• _Work required_
Line count for "filename": give the number of lines in the records below that hold it, and nothing else.

::: Available records

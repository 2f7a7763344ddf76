//! Fluctuation and confidence intervals for proportions
//!
//! This crate computes intervals for proportions under the normal
//! approximation to the binomial distribution:
//!
//! - **Fluctuation intervals**: expected range of sample proportions for a
//!   hypothesised population proportion
//! - **Sample validation**: whether an observed frequency falls inside that range
//! - **Estimation intervals**: range for the population proportion given an
//!   observed sample, with a simplified (`1 / sqrt(N)`) or strict formula
//!
//! All intermediate arithmetic is decimal, rounded to a number of
//! significant digits chosen per estimator.
//!
//! # Examples
//!
//! ```rust
//! use sampling_confidence::IntervalEstimator;
//!
//! let estimator = IntervalEstimator::new(8).unwrap();
//!
//! let interval = estimator.estimate_interval(22, 100, true).unwrap();
//! println!("95% CI: {}", interval);
//! assert!(interval.contains(0.22));
//!
//! // 99% level
//! let wide = estimator.estimate_interval_at(22, 100, true, "99").unwrap();
//! assert!(wide.width() > interval.width());
//! ```

mod batch;
mod config;
mod estimator;
mod levels;
mod types;
pub mod validity;

// Re-exports
pub use config::EstimatorConfig;
pub use estimator::IntervalEstimator;
pub use levels::{ConfidenceTable, DEFAULT_CONFIDENCE_LEVEL};
pub use types::{DecimalInterval, Interval};
pub use validity::{is_normal_approximation_valid, ProportionKind, MIN_EXPECTED_COUNT, MIN_SAMPLE_SIZE};

pub use sampling_core::{DecimalContext, Error, Result, Rounding, ToDecimal};
//! Batch estimation over many samples
//!
//! With the `parallel` feature the samples are spread over the rayon pool.
//! The estimator carries its own decimal context, so parallel and
//! sequential runs produce identical results.

use crate::estimator::IntervalEstimator;
use crate::types::Interval;
use sampling_core::{Result, ToDecimal};
use tracing::debug;

#[cfg(feature = "parallel")]
use rayon::prelude::*;

impl IntervalEstimator {
    /// Confidence interval for each `(feature_count, total_count)` pair
    ///
    /// One result per sample, in input order; a failing sample does not
    /// stop the others.
    pub fn estimate_intervals<F, T>(
        &self,
        samples: &[(F, T)],
        strict: bool,
        level: &str,
    ) -> Vec<Result<Interval>>
    where
        F: ToDecimal + Sync,
        T: ToDecimal + Sync,
    {
        debug!("Estimating {} intervals (strict = {}, level = {})", samples.len(), strict, level);

        #[cfg(feature = "parallel")]
        let results: Vec<Result<Interval>> = samples
            .par_iter()
            .map(|(features, total)| self.estimate_interval_at(features, total, strict, level))
            .collect();

        #[cfg(not(feature = "parallel"))]
        let results: Vec<Result<Interval>> = samples
            .iter()
            .map(|(features, total)| self.estimate_interval_at(features, total, strict, level))
            .collect();

        results
    }
}

#[cfg(test)]
mod tests {
    use super::*;
    use approx::assert_abs_diff_eq;

    #[test]
    fn test_batch_matches_single_calls() {
        let estimator = IntervalEstimator::default();
        let samples: Vec<(u64, u64)> = vec![(22, 100), (50, 100), (300, 1000), (15, 40)];

        let batch = estimator.estimate_intervals(&samples, true, "95");
        assert_eq!(batch.len(), samples.len());

        for ((features, total), result) in samples.iter().zip(&batch) {
            let single = estimator.estimate_interval(*features, *total, true).unwrap();
            let interval = result.as_ref().unwrap();
            assert_eq!(*interval, single);
        }
        assert_abs_diff_eq!(batch[0].as_ref().unwrap().lower, 0.13880772, epsilon = 1e-15);
    }

    #[test]
    fn test_batch_keeps_failures_in_place() {
        let estimator = IntervalEstimator::default();
        let samples: Vec<(u64, u64)> = vec![(22, 100), (1, 10), (0, 0), (50, 100)];

        let batch = estimator.estimate_intervals(&samples, false, "95");
        assert!(batch[0].is_ok());
        assert!(batch[1].as_ref().unwrap_err().is_precondition());
        assert!(batch[2].is_err());
        assert!(batch[3].is_ok());
    }

    #[test]
    fn test_batch_unknown_level() {
        let estimator = IntervalEstimator::default();
        let batch = estimator.estimate_intervals(&[(22u64, 100u64)], false, "90");
        assert!(batch[0].as_ref().unwrap_err().is_lookup());
    }
}
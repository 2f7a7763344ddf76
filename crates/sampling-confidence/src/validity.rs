//! Applicability of the normal approximation to the binomial
//!
//! The approximation is used only when `N >= 30`, `N * p >= 5` and
//! `N * (1 - p) >= 5`. All three bounds are inclusive and the products are
//! evaluated under the estimator's decimal context.

use bigdecimal::BigDecimal;
use num_traits::One;
use sampling_core::{DecimalContext, Error, Result};

/// Smallest sample size for which the approximation is used
pub const MIN_SAMPLE_SIZE: u32 = 30;

/// Smallest expected count on either side of the proportion
pub const MIN_EXPECTED_COUNT: u32 = 5;

/// Which proportion the check is run against
#[derive(Debug, Clone, Copy, PartialEq, Eq)]
pub enum ProportionKind {
    /// A hypothesised population proportion (`P`)
    Expected,
    /// The frequency observed in the sample (`F`)
    Observed,
}

impl ProportionKind {
    fn symbol(self) -> char {
        match self {
            ProportionKind::Expected => 'P',
            ProportionKind::Observed => 'F',
        }
    }

    /// The three conditions, spelled out for error messages
    pub fn requirement(self) -> String {
        let s = self.symbol();
        format!(
            "N >= {MIN_SAMPLE_SIZE}, (N * {s}) >= {MIN_EXPECTED_COUNT}, N * (1 - {s}) >= {MIN_EXPECTED_COUNT}"
        )
    }
}

/// Whether the normal approximation holds for `n` trials at proportion `p`
pub fn is_normal_approximation_valid(ctx: &DecimalContext, n: &BigDecimal, p: &BigDecimal) -> bool {
    let min_size = BigDecimal::from(MIN_SAMPLE_SIZE);
    let min_count = BigDecimal::from(MIN_EXPECTED_COUNT);
    let complement = ctx.sub(&BigDecimal::one(), p);

    *n >= min_size && ctx.mul(n, p) >= min_count && ctx.mul(n, &complement) >= min_count
}

/// Fail with [`Error::Precondition`] unless the approximation holds
pub fn require_normal_approximation(
    ctx: &DecimalContext,
    n: &BigDecimal,
    p: &BigDecimal,
    kind: ProportionKind,
) -> Result<()> {
    if is_normal_approximation_valid(ctx, n, p) {
        Ok(())
    } else {
        Err(Error::precondition(&kind.requirement()))
    }
}
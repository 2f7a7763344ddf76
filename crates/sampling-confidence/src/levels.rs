//! Confidence level table
//!
//! Maps a named confidence level (`"95"`, `"99"`) to its z multiplier.
//! Lookups of unknown keys fail with [`Error::UnknownConfidenceLevel`];
//! there is no fallback level.

use bigdecimal::num_bigint::BigInt;
use bigdecimal::BigDecimal;
use num_traits::Zero;
use sampling_core::{Error, Result, ToDecimal};
use std::collections::BTreeMap;
use std::fmt;

/// Confidence level used when the caller does not name one
pub const DEFAULT_CONFIDENCE_LEVEL: &str = "95";

/// Named confidence levels and their z multipliers
#[derive(Debug, Clone, PartialEq)]
pub struct ConfidenceTable {
    multipliers: BTreeMap<String, BigDecimal>,
}

impl ConfidenceTable {
    /// Table with the two standard levels: `"95"` → 1.96, `"99"` → 2.58
    pub fn standard() -> Self {
        let mut multipliers = BTreeMap::new();
        multipliers.insert("95".to_string(), hundredths(196));
        multipliers.insert("99".to_string(), hundredths(258));
        Self { multipliers }
    }

    /// Table without any level
    pub fn empty() -> Self {
        Self {
            multipliers: BTreeMap::new(),
        }
    }

    /// Add or replace a level
    ///
    /// The multiplier must be strictly positive.
    pub fn insert(&mut self, key: impl Into<String>, multiplier: impl ToDecimal) -> Result<()> {
        let key = key.into();
        if key.trim().is_empty() {
            return Err(Error::InvalidParameter(
                "Confidence level key must not be empty".to_string(),
            ));
        }
        let multiplier = multiplier.to_decimal()?;
        if multiplier <= BigDecimal::zero() {
            return Err(Error::InvalidParameter(format!(
                "Multiplier for confidence level {key:?} must be positive, got {multiplier}"
            )));
        }
        self.multipliers.insert(key, multiplier);
        Ok(())
    }

    /// Builder form of [`insert`](Self::insert)
    pub fn with_level(mut self, key: impl Into<String>, multiplier: impl ToDecimal) -> Result<Self> {
        self.insert(key, multiplier)?;
        Ok(self)
    }

    /// Multiplier for a level
    pub fn multiplier(&self, key: &str) -> Result<&BigDecimal> {
        self.multipliers
            .get(key)
            .ok_or_else(|| Error::unknown_level(key))
    }

    /// Whether a level is present
    pub fn contains(&self, key: &str) -> bool {
        self.multipliers.contains_key(key)
    }

    /// Level names in sorted order
    pub fn levels(&self) -> impl Iterator<Item = &str> {
        self.multipliers.keys().map(String::as_str)
    }

    /// Number of levels
    pub fn len(&self) -> usize {
        self.multipliers.len()
    }

    /// Whether the table has no level
    pub fn is_empty(&self) -> bool {
        self.multipliers.is_empty()
    }
}

impl Default for ConfidenceTable {
    fn default() -> Self {
        Self::standard()
    }
}

impl fmt::Display for ConfidenceTable {
    fn fmt(&self, f: &mut fmt::Formatter<'_>) -> fmt::Result {
        let entries: Vec<String> = self
            .multipliers
            .iter()
            .map(|(key, z)| format!("{key}% -> {z}"))
            .collect();
        write!(f, "{{{}}}", entries.join(", "))
    }
}

fn hundredths(value: i64) -> BigDecimal {
    BigDecimal::new(BigInt::from(value), 2)
}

::::::

• _Output_
2